**WORK ITEM**
Each of the following records is to be output exactly.

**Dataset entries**
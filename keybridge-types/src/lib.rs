//! # keybridge types
//!
//! This crate provides the fundamental type definitions shared by keybridge
//! components.
//!
//! ## Modules
//!
//! - [`action`] - Key actions emitted by the interpreter and their release policies
//! - [`keycode`] - HID keycodes and the en-US ASCII keymap
//! - [`modifier`] - The modifier byte of a HID keyboard report

#![no_std]

pub mod action;
pub mod keycode;
pub mod modifier;
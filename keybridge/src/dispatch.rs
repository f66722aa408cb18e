use core::future::Future;

use embedded_hal_async::delay::DelayNs;
use keybridge_types::action::KeyAction;
use keybridge_types::keycode::HidKeyCode;

use crate::interpreter::Step;

/// Receiver of the key actions produced by the interpreter.
///
/// Calls are awaited one at a time, in the order the actions were produced.
pub trait KeyActionSink {
    /// Hold a key
    fn press(&mut self, key: HidKeyCode) -> impl Future<Output = ()>;

    /// Let go of a key
    fn release(&mut self, key: HidKeyCode) -> impl Future<Output = ()>;

    /// Hold a key by its raw HID usage
    fn press_raw(&mut self, usage: u8) -> impl Future<Output = ()>;

    /// Let go of every key and modifier
    fn release_all(&mut self) -> impl Future<Output = ()>;

    /// Type a single character
    fn type_char(&mut self, c: char) -> impl Future<Output = ()>;
}

/// Runs steps against a key action sink, realizing waits with a delay provider.
pub struct Dispatcher<S: KeyActionSink, D: DelayNs> {
    sink: S,
    delay: D,
}

impl<S: KeyActionSink, D: DelayNs> Dispatcher<S, D> {
    pub fn new(sink: S, delay: D) -> Self {
        Self { sink, delay }
    }

    pub fn sink(&self) -> &S {
        &self.sink
    }

    pub fn sink_mut(&mut self) -> &mut S {
        &mut self.sink
    }

    /// Dispatch every step in order.
    pub async fn dispatch<I: IntoIterator<Item = Step>>(&mut self, steps: I) {
        for step in steps {
            match step {
                Step::Key(action) => self.dispatch_action(action).await,
                Step::Wait(duration) => {
                    trace!("Wait {}ms", duration.as_millis());
                    let ms = u32::try_from(duration.as_millis()).unwrap_or(u32::MAX);
                    self.delay.delay_ms(ms).await;
                }
            }
        }
    }

    async fn dispatch_action(&mut self, action: KeyAction) {
        match action {
            KeyAction::Press(key) => self.sink.press(key).await,
            KeyAction::Release(key) => self.sink.release(key).await,
            KeyAction::PressRaw(usage) => self.sink.press_raw(usage).await,
            KeyAction::ReleaseAll => self.sink.release_all().await,
            KeyAction::Type(c) => self.sink.type_char(c).await,
        }
    }
}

**EXERCISE OUTPUT**
filename keybridge-types/src/lib.rs
//! # keybridge types
//!
//! This crate provides the fundamental type definitions shared by keybridge
//! components.
//!
//! ## Modules
//!
//! - [`action`] - Key actions emitted by the interpreter and their release policies
//! - [`keycode`] - HID keycodes and the en-US ASCII keymap
//! - [`modifier`] - The modifier byte of a HID keyboard report

#![no_std]

pub mod action;
pub mod keycode;
pub mod modifier;
filename keybridge/src/dispatch.rs
repository f66722aa408cb18e
use core::future::Future;

use embedded_hal_async::delay::DelayNs;
use keybridge_types::action::KeyAction;
use keybridge_types::keycode::HidKeyCode;

use crate::interpreter::Step;

/// Receiver of the key actions produced by the interpreter.
///
/// Calls are awaited one at a time, in the order the actions were produced.
pub trait KeyActionSink {
    /// Hold a key
    fn press(&mut self, key: HidKeyCode) -> impl Future<Output = ()>;

    /// Let go of a key
    fn release(&mut self, key: HidKeyCode) -> impl Future<Output = ()>;

    /// Hold a key by its raw HID usage
    fn press_raw(&mut self, usage: u8) -> impl Future<Output = ()>;

    /// Let go of every key and modifier
    fn release_all(&mut self) -> impl Future<Output = ()>;

    /// Type a single character
    fn type_char(&mut self, c: char) -> impl Future<Output = ()>;
}

/// Runs steps against a key action sink, realizing waits with a delay provider.
pub struct Dispatcher<S: KeyActionSink, D: DelayNs> {
    sink: S,
    delay: D,
}

impl<S: KeyActionSink, D: DelayNs> Dispatcher<S, D> {
    pub fn new(sink: S, delay: D) -> Self {
        Self { sink, delay }
    }

    pub fn sink(&self) -> &S {
        &self.sink
    }

    pub fn sink_mut(&mut self) -> &mut S {
        &mut self.sink
    }

    /// Dispatch every step in order.
    pub async fn dispatch<I: IntoIterator<Item = Step>>(&mut self, steps: I) {
        for step in steps {
            match step {
                Step::Key(action) => self.dispatch_action(action).await,
                Step::Wait(duration) => {
                    trace!("Wait {}ms", duration.as_millis());
                    let ms = u32::try_from(duration.as_millis()).unwrap_or(u32::MAX);
                    self.delay.delay_ms(ms).await;
                }
            }
        }
    }

    async fn dispatch_action(&mut self, action: KeyAction) {
        match action {
            KeyAction::Press(key) => self.sink.press(key).await,
            KeyAction::Release(key) => self.sink.release(key).await,
            KeyAction::PressRaw(usage) => self.sink.press_raw(usage).await,
            KeyAction::ReleaseAll => self.sink.release_all().await,
            KeyAction::Type(c) => self.sink.type_char(c).await,
        }
    }
}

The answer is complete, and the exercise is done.